Worked: The Recreation Of The Original Movie
Once Michael has obtained his mask and set out on his mission to stalk Laurie Strode and her friends through Haddonfield, Rob Zombie's Halloween starts to shine. The sequences that take place on Halloween night are shockingly faithful to the original movie, but with a few left turns (Annie doesn't die) and some great scares thrown in for good measure. Moreover, Zombie arguably improves on Scout Taylor-Compton's Laurie because he makes her far more capable and skilled in her fight against Michael -- rather than continually turning her back whenever he goes down, which happens A LOT in the first movie.
Didn't Work: Michael's Origin Story
Despite the fact that Halloween works really well as a remake in many of its third act scenes, the first act is admittedly tough to get through. Making Michael a disturbed child is an exciting twist on the core mythology of the character, but Rob Zombie takes it way too far by making Michael a full-blown murderer even before he decides to kill Judith Myers. Many fans have long argued that Michael always worked better without a definitive origin story, and Zombie's attempt to give him one inadvertently proved them right.
Worked: Michael's Mask
With the possible exception of the original Halloween movie from 1978, Rob Zombie's Halloween arguably features the best version of the iconic William Shatner mask ever committed to film. The early scenes of its immaculate, ghost-like face feel like the film was brought back in a time machine from the set of the original movie, and decision to naturally age the mask and have him return to it when he comes back to Haddonfield helps give it a more personal connection to his rampage through his hometown. As far as serial killer masks go, this is one of the best.

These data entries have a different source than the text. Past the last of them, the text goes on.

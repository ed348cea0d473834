//! Durable atomic file writes.
//!
//! A write is never observable half-done: content goes to a temp file in
//! the **same directory** as the target (cross-device renames are not
//! atomic and may silently degrade to copy+delete), is fsynced, and is
//! then renamed over the target in one step. A crash at any instant leaves
//! the target at either its fully-old or fully-new content.
//!
//! # Cross-platform behavior
//!
//! - **POSIX**: `rename(2)` atomically replaces an existing destination.
//! - **Windows**: plain rename fails when the destination exists; a
//!   `MoveFileExW` replace fallback provides the same all-or-nothing
//!   observable semantics.
//!
//! # Temp file convention
//!
//! `<target-basename>.tmp.<random-suffix>`, created exclusively. The
//! unpredictable suffix prevents collisions between racing writers and
//! pre-planted-symlink attacks at a guessable name. On failure the temp
//! file is deleted best-effort before the primary error propagates; after
//! a crash an orphaned temp file is safely ignorable.

use crate::error::{CofferError, Result};
use std::fs::File;
use std::io::Write;
use std::path::Path;

/// Atomically and durably write bytes to a file.
///
/// Implements write → fsync → atomic rename, with a best-effort fsync of
/// the containing directory afterwards. The data is durable on disk
/// *before* it becomes visible under the final name, so a crash between
/// write and rename can never expose a truncated file.
///
/// The parent directory must already exist — use
/// [`mkdir_safe`](crate::fs::mkdir::mkdir_safe) first; creating the chain
/// here would bypass its per-component symlink checks.
///
/// Concurrent callers on the same path each see an all-or-nothing result,
/// but which writer wins is up to rename ordering. Callers needing
/// deterministic single-writer semantics wrap the write in a
/// [`SessionLock`](crate::lock::SessionLock).
pub fn durable_atomic_write<P: AsRef<Path>>(path: P, content: &[u8]) -> Result<()> {
    let path = path.as_ref();

    let parent = match path.parent() {
        Some(p) if !p.as_os_str().is_empty() => p,
        _ => Path::new("."),
    };
    let file_name = path.file_name().and_then(|n| n.to_str()).ok_or_else(|| {
        CofferError::io(
            format!("invalid target path '{}'", path.display()),
            std::io::ErrorKind::InvalidInput.into(),
        )
    })?;

    // Exclusive create with a random suffix, co-located with the target.
    let mut temp = tempfile::Builder::new()
        .prefix(&format!("{file_name}.tmp."))
        .tempfile_in(parent)
        .map_err(|e| {
            CofferError::io(
                format!("failed to create temp file in '{}'", parent.display()),
                e,
            )
        })?;

    // Any early return below drops the temp handle, which deletes the
    // file; the destination is never touched until the rename.
    temp.write_all(content)
        .map_err(|e| CofferError::io("failed to write temp file", e))?;

    temp.as_file()
        .sync_all()
        .map_err(|e| CofferError::io("failed to sync temp file to disk", e))?;

    // Close the descriptor; the path keeps its delete-on-drop guard.
    let temp_path = temp.into_temp_path();
    atomic_replace(&temp_path, path)?;

    // Renamed away — disarm the cleanup guard so drop doesn't chase a
    // path that no longer exists.
    let _ = temp_path.keep();

    sync_parent_dir(path);

    Ok(())
}

/// Atomically write a string to a file.
///
/// Convenience wrapper around [`durable_atomic_write`] for string content.
pub fn durable_atomic_write_str<P: AsRef<Path>>(path: P, content: &str) -> Result<()> {
    durable_atomic_write(path, content.as_bytes())
}

/// Atomically replace `target` with `source` via `rename(2)`.
#[cfg(unix)]
fn atomic_replace(source: &Path, target: &Path) -> Result<()> {
    std::fs::rename(source, target).map_err(|e| CofferError::RenameFailed {
        from: source.to_path_buf(),
        to: target.to_path_buf(),
        source: e,
    })
}

/// Windows replace fallback: plain rename first, then `MoveFileExW` with
/// `MOVEFILE_REPLACE_EXISTING` when the destination already exists.
#[cfg(windows)]
fn atomic_replace(source: &Path, target: &Path) -> Result<()> {
    use std::os::windows::ffi::OsStrExt;

    match std::fs::rename(source, target) {
        Ok(()) => return Ok(()),
        Err(e) if e.kind() == std::io::ErrorKind::AlreadyExists => {
            // Fall through to the replace path.
        }
        Err(e) => {
            return Err(CofferError::RenameFailed {
                from: source.to_path_buf(),
                to: target.to_path_buf(),
                source: e,
            });
        }
    }

    unsafe {
        let source_wide: Vec<u16> = source
            .as_os_str()
            .encode_wide()
            .chain(std::iter::once(0))
            .collect();
        let target_wide: Vec<u16> = target
            .as_os_str()
            .encode_wide()
            .chain(std::iter::once(0))
            .collect();

        const MOVEFILE_REPLACE_EXISTING: u32 = 0x1;
        const MOVEFILE_WRITE_THROUGH: u32 = 0x8;

        #[link(name = "kernel32")]
        unsafe extern "system" {
            fn MoveFileExW(
                lpExistingFileName: *const u16,
                lpNewFileName: *const u16,
                dwFlags: u32,
            ) -> i32;

            fn GetLastError() -> u32;
        }

        let result = MoveFileExW(
            source_wide.as_ptr(),
            target_wide.as_ptr(),
            MOVEFILE_REPLACE_EXISTING | MOVEFILE_WRITE_THROUGH,
        );

        if result == 0 {
            let error_code = GetLastError();
            return Err(CofferError::RenameFailed {
                from: source.to_path_buf(),
                to: target.to_path_buf(),
                source: std::io::Error::from_raw_os_error(error_code as i32),
            });
        }
    }

    Ok(())
}

/// Best-effort fsync of the directory containing `target`, so the rename
/// itself is persisted. Not all filesystems (or platforms) support opening
/// a directory for sync; failure here is logged and swallowed — the
/// primary durability guarantee already holds from the temp-file fsync
/// plus atomic rename.
fn sync_parent_dir(target: &Path) {
    let parent = match target.parent() {
        Some(p) if !p.as_os_str().is_empty() => p,
        _ => Path::new("."),
    };

    if let Err(e) = File::open(parent).and_then(|dir| dir.sync_all()) {
        tracing::warn!(
            dir = %parent.display(),
            error = %e,
            "directory fsync unsupported; rename durability is best-effort"
        );
    }
}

Didn't Work: Michael's Size
This may seem like a minor quibble to the average viewer, but making Michael Myers into an enormous, lumbering man takes away much of the original charm of the character. He's not Jason Voorhees or Leatherface; he's not supposed to be big, strong, or physically imposing. Michael is what happens when a good kid turns bad, but his overwhelming size in the updated version of the film creates the sense that he was always destined to turn into something not quite human. It's a small detail, but it takes away from an otherwise fascinating version of the character.
Worked: Malcolm McDowell and Danielle Harris
Out of everything that Rob Zombie does right with his Halloween adaptation one of the best decisions made was the decision to enlist the impressive acting chops of Malcolm McDowell and Danielle Harris. McDowell, an actor who needs no introduction for horror fans, is a certified icon for his portrayal of Alex DeLarge in A Clockwork Orange, and he imbues Sam Loomis with something different compared to Donald Pleasance's version. Harris, on the other hand, is an icon specific to the Halloween franchise -- having played Laurie Strode's daughter Jamie in Halloween 4 and 5.
Didn't Work: Practically No Characters Are Likable
However, as much as fans of the Halloween franchise have come to love those two performers in the horror genre, it can't change the fact that almost none of the characters in Rob Zombie's version of Halloween are likable. Laurie Strode is immediately introduced as mean-spirited and nasty to other people, Loomis seems far more interested in the fame Michael will bring him than actually helping his patient, and most of the other personalities that populate Haddonfield just feel like they have far more business being in The Devil's Rejects or Texas Chainsaw Massacre than a Halloween film.